Hiatt wrote that Kerry “grumped” his answer about
the Iraq election when the senator told NBC’s Tim Russert that “I think
it’s gone as expected.” Days later when House Minority Leader Nancy
Pelosi pressed for a clearer exit strategy for U.S. troops, Hiatt judged
that her comments “sounded grudging and morose.”
In case Post readers hadn’t gotten Hiatt’s point,
he finished up his column comparing the Democrats to the sad-sack
character Eeyore in the Winnie-the-Pooh stories.
Though the Jan. 30, 2005, election turned out to be
more a mirage than an oasis, the Post’s editorial page was back
asserting its august judgments again in June 2005 after thousands of
readers complained that the Post was ignoring the “Downing Street Memo”
and other evidence of Bush’s Iraq War deceptions.

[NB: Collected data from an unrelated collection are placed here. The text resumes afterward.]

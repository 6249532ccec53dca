// ============================================================
// Layer 2 — VocabUseCase
// ============================================================
// Builds the vocabulary files that `train` reads:
//
//   Step 1: Read token and label files of all three splits
//   Step 2: Collect sorted token set and sorted domain set
//   Step 3: Write token_to_idx, domain_to_idx, label_to_idx
//   Step 4: Merge the per-split terminal maps into hash_to_terminal,
//           later splits overriding earlier ones on equal hashes
//
// Identical inputs give byte-identical outputs.

use anyhow::{Context, Result};
use serde::{Deserialize, Serialize};
use serde_json::{ser::PrettyFormatter, Serializer, Value};
use std::{
    collections::BTreeMap,
    fs,
    io::{BufWriter, Write},
    path::Path,
};

use crate::data::loader::TextFileLoader;
use crate::domain::vocabulary::VocabularyBuilder;

#[derive(Debug, Clone, Serialize, Deserialize)]
pub struct VocabConfig {
    pub train_x:        String,
    pub valid_x:        String,
    pub test_x:         String,
    pub train_y:        String,
    pub valid_y:        String,
    pub test_y:         String,
    pub domain_classes: Vec<String>,
    pub token_to_idx:   String,
    pub label_to_idx:   String,
    pub domain_to_idx:  String,
    /// JSON objects mapping terminal hashes to terminals, one per split
    #[serde(default)]
    pub train_vocab:      Option<String>,
    #[serde(default)]
    pub valid_vocab:      Option<String>,
    #[serde(default)]
    pub test_vocab:       Option<String>,
    /// Output of the merged terminal map; skipped when absent
    #[serde(default)]
    pub hash_to_terminal: Option<String>,
}

impl VocabConfig {
    pub fn from_file(path: impl AsRef<Path>) -> Result<Self> {
        let path = path.as_ref();
        let json = fs::read_to_string(path)
            .with_context(|| format!("Cannot read config '{}'", path.display()))?;
        serde_json::from_str(&json)
            .with_context(|| format!("Invalid config '{}'", path.display()))
    }
}

pub struct VocabUseCase {
    config: VocabConfig,
}

impl VocabUseCase {
    pub fn new(config: VocabConfig) -> Self {
        Self { config }
    }

    pub fn execute(&self) -> Result<()> {
        let cfg     = &self.config;
        let loader  = TextFileLoader::new();
        let mut builder = VocabularyBuilder::new(&cfg.domain_classes)?;

        for path in [&cfg.train_x, &cfg.valid_x, &cfg.test_x] {
            for line in loader.read_lines(path)? {
                builder.add_token_line(&line);
            }
        }
        for path in [&cfg.train_y, &cfg.valid_y, &cfg.test_y] {
            for line in loader.read_lines(path)? {
                builder.add_label_line(&line);
            }
        }

        let tokens  = builder.token_lines();
        let domains = builder.domain_lines();
        let labels  = builder.label_lines();
        write_lines(&cfg.token_to_idx,  &tokens)?;
        write_lines(&cfg.domain_to_idx, &domains)?;
        write_lines(&cfg.label_to_idx,  &labels)?;

        tracing::info!(
            "Wrote {} tokens, {} domains, {} labels",
            tokens.len(),
            domains.len(),
            labels.len()
        );

        if let Some(out) = &cfg.hash_to_terminal {
            let splits = [&cfg.train_vocab, &cfg.valid_vocab, &cfg.test_vocab];
            let merged = merge_terminal_maps(splits.into_iter().flatten())?;
            write_json(out, &merged)?;
            tracing::info!("Wrote {} terminal hashes", merged.len());
        }
        Ok(())
    }
}

fn merge_terminal_maps<'a>(
    paths: impl IntoIterator<Item = &'a String>,
) -> Result<BTreeMap<String, Value>> {
    let mut merged = BTreeMap::new();
    for path in paths {
        let json = fs::read_to_string(path)
            .with_context(|| format!("Cannot read terminal map '{path}'"))?;
        let map: BTreeMap<String, Value> = serde_json::from_str(&json)
            .with_context(|| format!("'{path}' is not a JSON object"))?;
        merged.extend(map);
    }
    Ok(merged)
}

/// Pretty-printed with four-space indentation and sorted keys.
fn write_json(path: impl AsRef<Path>, map: &BTreeMap<String, Value>) -> Result<()> {
    let path = path.as_ref();
    let file = fs::File::create(path)
        .with_context(|| format!("Cannot create '{}'", path.display()))?;
    let mut out = BufWriter::new(file);
    let mut ser = Serializer::with_formatter(&mut out, PrettyFormatter::with_indent(b"    "));
    map.serialize(&mut ser)?;
    out.flush()
        .with_context(|| format!("Cannot write '{}'", path.display()))
}

fn write_lines(path: impl AsRef<Path>, lines: &[String]) -> Result<()> {
    let path = path.as_ref();
    let file = fs::File::create(path)
        .with_context(|| format!("Cannot create '{}'", path.display()))?;
    let mut out = BufWriter::new(file);
    for line in lines {
        writeln!(out, "{line}")?;
    }
    out.flush()
        .with_context(|| format!("Cannot write '{}'", path.display()))
}

#[cfg(test)]
mod tests {
    use super::*;
    use crate::data::loader::TextFileLoader;
    use crate::domain::label::LabelCodec;

    fn setup(dir: &Path) -> VocabConfig {
        let path = |name: &str| dir.join(name).to_string_lossy().into_owned();
        fs::write(dir.join("train.x"), "b a\nc a\n").unwrap();
        fs::write(dir.join("valid.x"), "d\n").unwrap();
        fs::write(dir.join("test.x"),  "a e\n").unwrap();
        fs::write(dir.join("train.y"), "python_good\njava_bad\n").unwrap();
        fs::write(dir.join("valid.y"), "java_good\n").unwrap();
        fs::write(dir.join("test.y"),  "cpp_bad\n").unwrap();
        VocabConfig {
            train_x: path("train.x"), valid_x: path("valid.x"), test_x: path("test.x"),
            train_y: path("train.y"), valid_y: path("valid.y"), test_y: path("test.y"),
            domain_classes: vec!["good".into(), "bad".into()],
            token_to_idx:  path("tokens.txt"),
            label_to_idx:  path("labels.txt"),
            domain_to_idx: path("domains.txt"),
            train_vocab: None, valid_vocab: None, test_vocab: None,
            hash_to_terminal: None,
        }
    }

    #[test]
    fn test_writes_sorted_vocabularies() {
        let dir = tempfile::tempdir().unwrap();
        let cfg = setup(dir.path());
        VocabUseCase::new(cfg.clone()).execute().unwrap();

        let read = |p: &str| fs::read_to_string(p).unwrap();
        assert_eq!(read(&cfg.token_to_idx), "a\nb\nc\nd\ne\n");
        assert_eq!(read(&cfg.domain_to_idx), "cpp\njava\npython\n");
        assert_eq!(
            read(&cfg.label_to_idx),
            "cpp_bad\ncpp_good\njava_bad\njava_good\npython_bad\npython_good\n"
        );
    }

    #[test]
    fn test_label_ids_split_into_domain_lines() {
        let dir = tempfile::tempdir().unwrap();
        let cfg = setup(dir.path());
        VocabUseCase::new(cfg.clone()).execute().unwrap();

        let loader  = TextFileLoader::new();
        let labels  = loader.label_vocabulary(&cfg.label_to_idx).unwrap();
        let domains = loader.read_lines(&cfg.domain_to_idx).unwrap();
        let codec   = LabelCodec::new(labels.len(), cfg.domain_classes.len()).unwrap();

        for (id, label) in labels.labels().iter().enumerate() {
            let (domain, _) = codec.split(id).unwrap();
            assert!(label.starts_with(&format!("{}_", domains[domain])));
        }
    }

    #[test]
    fn test_reruns_are_byte_identical() {
        let dir = tempfile::tempdir().unwrap();
        let cfg = setup(dir.path());
        VocabUseCase::new(cfg.clone()).execute().unwrap();
        let first = fs::read(&cfg.label_to_idx).unwrap();
        VocabUseCase::new(cfg.clone()).execute().unwrap();
        assert_eq!(fs::read(&cfg.label_to_idx).unwrap(), first);
    }

    #[test]
    fn test_merges_terminal_maps_later_split_wins() {
        let dir = tempfile::tempdir().unwrap();
        let mut cfg = setup(dir.path());
        let write = |name: &str, body: &str| {
            let p = dir.path().join(name);
            fs::write(&p, body).unwrap();
            Some(p.to_string_lossy().into_owned())
        };
        cfg.train_vocab = write("train.json", r#"{"h2": "x", "h1": "y"}"#);
        cfg.test_vocab  = write("test.json",  r#"{"h1": "z", "h3": "w"}"#);
        cfg.hash_to_terminal = Some(dir.path().join("terminals.json").to_string_lossy().into_owned());
        VocabUseCase::new(cfg.clone()).execute().unwrap();

        let written = fs::read_to_string(cfg.hash_to_terminal.as_ref().unwrap()).unwrap();
        let merged: BTreeMap<String, String> = serde_json::from_str(&written).unwrap();
        assert_eq!(merged.len(), 3);
        assert_eq!(merged["h1"], "z");
        assert_eq!(merged["h2"], "x");
        assert!(written.starts_with("{\n    \"h1\""));
    }

    #[test]
    fn test_rejects_terminal_map_that_is_not_an_object() {
        let dir = tempfile::tempdir().unwrap();
        let mut cfg = setup(dir.path());
        let bad = dir.path().join("train.json");
        fs::write(&bad, "[1, 2]").unwrap();
        cfg.train_vocab = Some(bad.to_string_lossy().into_owned());
        cfg.hash_to_terminal = Some(dir.path().join("terminals.json").to_string_lossy().into_owned());
        assert!(VocabUseCase::new(cfg).execute().is_err());
    }

    #[test]
    fn test_rejects_empty_domain_classes() {
        let dir = tempfile::tempdir().unwrap();
        let mut cfg = setup(dir.path());
        cfg.domain_classes.clear();
        assert!(VocabUseCase::new(cfg).execute().is_err());
    }
}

On June 15, 2005, the Post’s lead editorial
asserted that “the memos add not a single fact to what was previously
known about the administration’s prewar deliberations. Not only that:
They add nothing to what was publicly known in July 2002.”
While that claim may be true in a way – because
some people indeed were challenging Bush’s case for war, albeit without
the damning details – the problem was that the Post and other pro-war
news outlets were treating those skeptics as fringe characters who
should be ignored.
Looking back to 2002 and early 2003, it would be
hard to find any “reputable” commentary in the mainstream U.S. press
calling Bush’s actions fraudulent, which is what the “Downing Street
Memo” and other British evidence have since revealed Bush’s actions to
be.
The British documents prove that much of the
pre-war debate inside the U.S. and British governments was how best to
manipulate public opinion by playing games with the intelligence.

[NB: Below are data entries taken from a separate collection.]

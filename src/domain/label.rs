// ============================================================
// Layer 3 — Label / Domain Codec
// ============================================================
// A label id packs two numbers:
//
//   domain = label_id div num_classes
//   class  = label_id mod num_classes
//
// The codec refuses label ids outside [0, num_domains * num_classes)
// when a dataset is built, so batching can split without checking.

use crate::domain::error::DomainError;

#[derive(Debug, Clone, Copy, PartialEq, Eq)]
pub struct LabelCodec {
    num_domains: usize,
    num_classes: usize,
}

impl LabelCodec {
    /// Build a codec for `num_labels` labels grouped `num_classes` per domain.
    pub fn new(num_labels: usize, num_classes: usize) -> Result<Self, DomainError> {
        if num_classes == 0 {
            return Err(DomainError::EmptyDomainClasses);
        }
        if num_labels == 0 || num_labels % num_classes != 0 {
            return Err(DomainError::IndivisibleLabels { num_labels, num_classes });
        }
        Ok(Self { num_domains: num_labels / num_classes, num_classes })
    }

    pub fn num_domains(&self) -> usize { self.num_domains }

    pub fn num_classes(&self) -> usize { self.num_classes }

    pub fn num_labels(&self) -> usize { self.num_domains * self.num_classes }

    /// Split a label id into `(domain, class)`.
    pub fn split(&self, label: usize) -> Result<(usize, usize), DomainError> {
        if label >= self.num_labels() {
            return Err(DomainError::LabelOutOfRange { label, num_labels: self.num_labels() });
        }
        Ok((label / self.num_classes, label % self.num_classes))
    }
}

#[cfg(test)]
mod tests {
    use super::*;

    #[test]
    fn test_rejects_indivisible_label_count() {
        assert_eq!(
            LabelCodec::new(5, 2),
            Err(DomainError::IndivisibleLabels { num_labels: 5, num_classes: 2 })
        );
    }

    #[test]
    fn test_rejects_zero_classes() {
        assert_eq!(LabelCodec::new(4, 0), Err(DomainError::EmptyDomainClasses));
    }

    #[test]
    fn test_split_covers_every_label() {
        let codec = LabelCodec::new(6, 2).unwrap();
        assert_eq!(codec.num_domains(), 3);
        for label in 0..codec.num_labels() {
            let (domain, class) = codec.split(label).unwrap();
            assert!(domain < codec.num_domains());
            assert!(class < codec.num_classes());
            assert_eq!(domain * codec.num_classes() + class, label);
        }
    }

    #[test]
    fn test_split_rejects_out_of_range() {
        let codec = LabelCodec::new(4, 2).unwrap();
        assert_eq!(codec.split(3), Ok((1, 1)));
        assert!(matches!(codec.split(4), Err(DomainError::LabelOutOfRange { label: 4, .. })));
    }
}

On July 23, 2002, for instance, Blair met with his
top foreign policy advisers to review the Iraq situation. According to
the
minutes, which became known as the
“Downing Street Memo,” Richard Dearlove, chief of the British
intelligence agency MI6, described a recent trip to Washington at which
he discussed Iraq with Bush’s top national security officials.
“Bush wanted to remove Saddam, through military
action, justified by the conjunction of terrorism and WMD. But the
intelligence and facts were being fixed around the policy,” Dearlove
said.
One might have thought that this pattern of
official deception – effectively making fools out of the Post’s
editorial page and, to a lesser extent, the news columns – would have
stirred up some outrage from Hiatt and his boss, Washington Post
Chairman Donald Graham.
But Hiatt and Graham seem to be beyond shame, or
perhaps they are committed neoconservatives who simply won’t let facts
get in the way of their ideological convictions.
Now, despite even more evidence of the Bush
administration’s pre-war lies, the Post editorial board is back at its
role trying to construct a consensus by marginalizing Ambassador Wilson
and silencing the retired generals.
The Post’s goal apparently is to protect George W.
Bush from public outrage over his Iraq War deceptions – that have led to
so much death, injury and destruction – while sparing the Post’s editors
from the journalistic disdain that they have so richly earned.